====== SUPPLIED DATA
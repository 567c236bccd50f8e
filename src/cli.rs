// This Source Code Form is subject to the terms of the Mozilla Public
// License, v. 2.0. If a copy of the MPL was not distributed with this
// file, You can obtain one at https://mozilla.org/MPL/2.0/.

//! Command-line front end (spec.md §5 / §1 "ambient concerns"). Flag names
//! and defaults mirror the original `st-util`'s `getopt_long` table.

use anyhow::{bail, Context, Result};
use clap::Parser;

use crate::probe::ConnectMode;

#[derive(Debug, Parser)]
#[clap(
    name = "st-util",
    about = "GDB Remote Serial Protocol server for ARM Cortex-M targets",
    version
)]
pub struct Args {
    /// Increase verbosity; repeat for more (-v, -vv, -vvv), or pass an
    /// explicit level with -v=N.
    #[clap(short, long, parse(from_occurrences))]
    pub verbose: u8,

    /// TCP port to listen on.
    #[clap(short = 'p', long = "listen_port", default_value = "4242")]
    pub listen_port: u16,

    /// Multi-mode: restart the GDB server after a client disconnects
    /// instead of exiting.
    #[clap(short, long)]
    pub multi: bool,

    /// Connect without resetting the target ("hot-plug").
    #[clap(short = 'n', long = "hot-plug")]
    pub hot_plug: bool,

    /// Connect while holding the target in reset.
    #[clap(short = 'u', long = "connect-under-reset")]
    pub connect_under_reset: bool,

    /// SWD/JTAG clock frequency, e.g. "1800k" or "4M" (bare numbers are Hz).
    #[clap(short = 'F', long = "freq")]
    pub freq: Option<String>,

    /// Serve `BKPT 0xAB` semihosting calls.
    #[clap(long)]
    pub semihosting: bool,

    /// Probe serial number to open, as `<USB_BUS>:<USB_ADDR>` (falls back
    /// to the `STLINK_DEVICE` environment variable).
    #[clap(long)]
    pub serial: Option<String>,
}

impl Args {
    pub fn connect_mode(&self) -> ConnectMode {
        if self.connect_under_reset {
            ConnectMode::UnderReset
        } else if self.hot_plug {
            ConnectMode::HotPlug
        } else {
            ConnectMode::Normal
        }
    }

    pub fn serial_or_env(&self) -> Option<String> {
        self.serial
            .clone()
            .or_else(|| std::env::var("STLINK_DEVICE").ok())
    }

    pub fn freq_hz(&self) -> Result<Option<u32>> {
        self.freq.as_deref().map(parse_freq).transpose()
    }
}

/// Parses a frequency argument: a bare number is Hz, a `k`/`K` suffix is
/// kHz, an `m`/`M` suffix is MHz (mirrors the original's `arg_parse_freq`).
fn parse_freq(s: &str) -> Result<u32> {
    let s = s.trim();
    if let Some(digits) = s.strip_suffix(['k', 'K']) {
        return digits
            .parse::<u32>()
            .map(|v| v * 1_000)
            .context("invalid frequency");
    }
    if let Some(digits) = s.strip_suffix(['m', 'M']) {
        return digits
            .parse::<u32>()
            .map(|v| v * 1_000_000)
            .context("invalid frequency");
    }
    let value: u32 = s.parse().context("invalid frequency")?;
    if value == 0 {
        bail!("frequency must be nonzero");
    }
    Ok(value)
}
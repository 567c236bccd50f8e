// This Source Code Form is subject to the terms of the Mozilla Public
// License, v. 2.0. If a copy of the MPL was not distributed with this
// file, You can obtain one at https://mozilla.org/MPL/2.0/.

//! The session dispatcher (spec.md §4.1): owns one client's debug-session
//! state and demultiplexes RSP packets onto the breakpoint/watchpoint
//! engines, flash staging, cache sync and the semihosting trap loop. This
//! is the "process-wide tables are session state in disguise" module the
//! Design Notes call out — every piece of mutable state the original
//! `st-util` kept as file-scope globals lives as a field of [`Session`].

use std::net::TcpStream;
use std::sync::atomic::{AtomicBool, Ordering};
use std::thread;
use std::time::Duration;

use anyhow::{bail, Result};
use log::{debug, error, info, warn};

use crate::breakpoints::BreakpointEngine;
use crate::cache::CacheDescriptor;
use crate::flash::FlashStaging;
use crate::memory_map;
use crate::probe::{
    ConnectMode, Probe, ProbeFactory, ProbeOpenParams, ResetKind, TargetStatus,
};
use crate::registers;
use crate::rsp_framing;
use crate::watchpoints::{WatchFunction, WatchpointEngine};

const SEMIHOST_BKPT: u16 = 0xBEAB;
const SEMIHOST_POLL_INTERVAL: Duration = Duration::from_millis(100);

/// How often [`serve`]'s per-packet loop wakes up to recheck the shutdown
/// flag while the client is otherwise idle (spec.md §5 cancellation (b)).
pub const SHUTDOWN_POLL_INTERVAL: Duration = Duration::from_millis(200);

/// What the per-packet loop in [`serve`] should do after one `dispatch`.
pub enum DispatchOutcome {
    /// Send this payload back to the client and keep serving.
    Reply(Vec<u8>),
    /// `k`: no reply is sent at all.
    NoReply,
    /// Send this payload, then close the client connection (step failure).
    CriticalClose(Vec<u8>),
    /// `k`'s probe reopen failed: the whole process must clean up and exit.
    Fatal,
    /// A process shutdown signal arrived while servicing this packet (or
    /// the `c` trap loop); the caller must leave the target running, exit
    /// debug mode, close the probe, and exit the process.
    ShutdownRequested,
}

/// What [`serve`] returned control to its caller for.
pub enum ServeOutcome {
    /// The client disconnected (or a transport/critical error closed it).
    Disconnected,
    /// A `k` reopen failure; the caller must clean up and exit the process.
    Fatal,
    /// A process shutdown signal arrived; the caller must clean up (leave
    /// the target running, exit debug mode, close the probe) and exit.
    ShutdownRequested,
}

pub struct Session {
    probe: Box<dyn Probe>,
    bp: BreakpointEngine,
    wp: WatchpointEngine,
    cache: CacheDescriptor,
    flash: FlashStaging,

    connect_mode: ConnectMode,
    pub persistent: bool,
    semihosting_enabled: bool,
    attached: bool,
    memory_map_xml: String,

    open_params: ProbeOpenParams,
    probe_factory: ProbeFactory,
}
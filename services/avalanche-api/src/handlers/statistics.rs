//! Aggregate statistics handlers.

use std::sync::Arc;

use avalanche_common::{ApiError, BoundingBox};
use axum::{
    extract::{Extension, Path, Query},
    response::Response,
};
use storage::{Statistics, StatisticsQuery};

use super::common::{db_error, error_response, json_response, parse_edges, FilterParams};
use crate::state::AppState;

/// GET /api/statistics/
pub async fn statistics_handler(
    Extension(state): Extension<Arc<AppState>>,
    Query(params): Query<FilterParams>,
) -> Response {
    match statistics(&state, &params, None).await {
        Ok(stats) => json_response(&stats, "application/json"),
        Err(e) => error_response(&e),
    }
}

/// GET /api/statistics/within/:w/:s/:e/:n/
pub async fn statistics_within_handler(
    Extension(state): Extension<Arc<AppState>>,
    Path(edges): Path<(String, String, String, String)>,
    Query(params): Query<FilterParams>,
) -> Response {
    let result = match parse_edges(edges) {
        Ok(bbox) => statistics(&state, &params, Some(bbox)).await,
        Err(e) => Err(e),
    };
    match result {
        Ok(stats) => json_response(&stats, "application/json"),
        Err(e) => error_response(&e),
    }
}

async fn statistics(
    state: &AppState,
    params: &FilterParams,
    bbox: Option<BoundingBox>,
) -> Result<Statistics, ApiError> {
    let mut query = StatisticsQuery::new(params.date_range()?).in_regions(params.regions()?);
    if let Some(bbox) = bbox {
        query = query.within(bbox);
    }

    state.executor.run(&query).await.map_err(db_error)
}
//! Tests for request date range defaulting.

use avalanche_common::time::{parse_date, DateRange, TimeParseError};
use chrono::NaiveDate;

fn date(y: i32, m: u32, d: u32) -> NaiveDate {
    NaiveDate::from_ymd_opt(y, m, d).unwrap()
}

#[test]
fn test_no_start_no_end() {
    let range = DateRange::from_params(None, None).unwrap();
    assert_eq!(range.start, date(2000, 1, 1));
    assert_eq!(range.end, date(2100, 1, 1));
}

#[test]
fn test_start_only_is_one_day() {
    let range = DateRange::from_params(Some("2023-01-05"), None).unwrap();
    assert_eq!(range.start, date(2023, 1, 5));
    assert_eq!(range.end, date(2023, 1, 6));
}

#[test]
fn test_start_only_crosses_month_and_year() {
    let range = DateRange::from_params(Some("2023-12-31"), None).unwrap();
    assert_eq!(range.end, date(2024, 1, 1));
}

#[test]
fn test_start_and_end() {
    let range = DateRange::from_params(Some("2023-01-05"), Some("2023-02-01")).unwrap();
    assert_eq!(range, DateRange::new(date(2023, 1, 5), date(2023, 2, 1)));
}

#[test]
fn test_empty_strings_are_absent() {
    let range = DateRange::from_params(Some(""), Some("  ")).unwrap();
    assert_eq!(range, DateRange::default());
}

#[test]
fn test_malformed_start() {
    let result = DateRange::from_params(Some("05.01.2023"), None);
    assert!(matches!(result, Err(TimeParseError::InvalidFormat(_))));
}

#[test]
fn test_malformed_end() {
    let result = DateRange::from_params(Some("2023-01-05"), Some("2023-13-01"));
    assert!(result.is_err());
}

#[test]
fn test_parse_date_accepts_rfc3339() {
    assert_eq!(parse_date("2024-01-15T12:00:00Z").unwrap(), date(2024, 1, 15));
}

#[test]
fn test_start_on_last_representable_day_is_rejected() {
    assert_eq!(parse_date("+262142-12-31").unwrap(), date(262142, 12, 31));

    let result = DateRange::from_params(Some("+262142-12-31"), None);
    assert!(matches!(result, Err(TimeParseError::OutOfRange(_))));
}

#[test]
fn test_start_on_last_representable_day_with_end_is_accepted() {
    let range = DateRange::from_params(Some("+262142-12-31"), Some("2023-01-01")).unwrap();
    assert_eq!(range.start, date(262142, 12, 31));
    assert_eq!(range.days(), 0);
}
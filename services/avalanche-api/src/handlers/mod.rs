//! HTTP request handlers for the avalanche API.

pub mod common;
pub mod events;
pub mod health;
pub mod proxy;
pub mod statistics;
//! PostgreSQL connection manager.

use async_trait::async_trait;
use sqlx::{Connection, PgConnection};
use tracing::debug;

use crate::error::DbError;
use crate::manager::Manager;
use crate::pool::ConnectionPool;

/// Opens single `sqlx` PostgreSQL connections for the pool.
#[derive(Debug, Clone)]
pub struct PgManager {
    database_url: String,
}

impl PgManager {
    pub fn new(database_url: impl Into<String>) -> Self {
        Self {
            database_url: database_url.into(),
        }
    }
}

#[async_trait]
impl Manager for PgManager {
    type Connection = PgConnection;

    async fn connect(&self) -> Result<PgConnection, DbError> {
        PgConnection::connect(&self.database_url)
            .await
            .map_err(|e| DbError::Connect(e.to_string()))
    }

    async fn close(&self, conn: PgConnection) {
        // Broken connections usually fail to terminate cleanly.
        if let Err(e) = conn.close().await {
            debug!(error = %e, "Error closing replaced connection");
        }
    }
}

/// Check that a pooled connection answers.
///
/// Goes straight to the pool rather than through the executor so that a dead
/// database fails the check instead of retrying forever. A failed ping flags
/// the slot for reinitialization.
pub async fn ping(pool: &ConnectionPool<PgManager>) -> Result<(), DbError> {
    let mut conn = pool.acquire(false).await?;
    let result = conn.ping().await.map_err(DbError::from_query);
    if result.is_err() {
        conn.mark_for_reinit();
    }
    result
}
============
• EXERCISE PROMPT:
Retype only the lines above between the line with "pub mod health;" and the line with "async fn close(&self, conn: PgConnection)", counting those two lines as well, and keep every character as it is.

• SOLUTION:
pub mod health;
pub mod proxy;
pub mod statistics;
//! PostgreSQL connection manager.

use async_trait::async_trait;
use sqlx::{Connection, PgConnection};
use tracing::debug;

use crate::error::DbError;
use crate::manager::Manager;
use crate::pool::ConnectionPool;

/// Opens single `sqlx` PostgreSQL connections for the pool.
#[derive(Debug, Clone)]
pub struct PgManager {
    database_url: String,
}

impl PgManager {
    pub fn new(database_url: impl Into<String>) -> Self {
        Self {
            database_url: database_url.into(),
        }
    }
}

#[async_trait]
impl Manager for PgManager {
    type Connection = PgConnection;

    async fn connect(&self) -> Result<PgConnection, DbError> {
        PgConnection::connect(&self.database_url)
            .await
            .map_err(|e| DbError::Connect(e.to_string()))
    }

    async fn close(&self, conn: PgConnection) {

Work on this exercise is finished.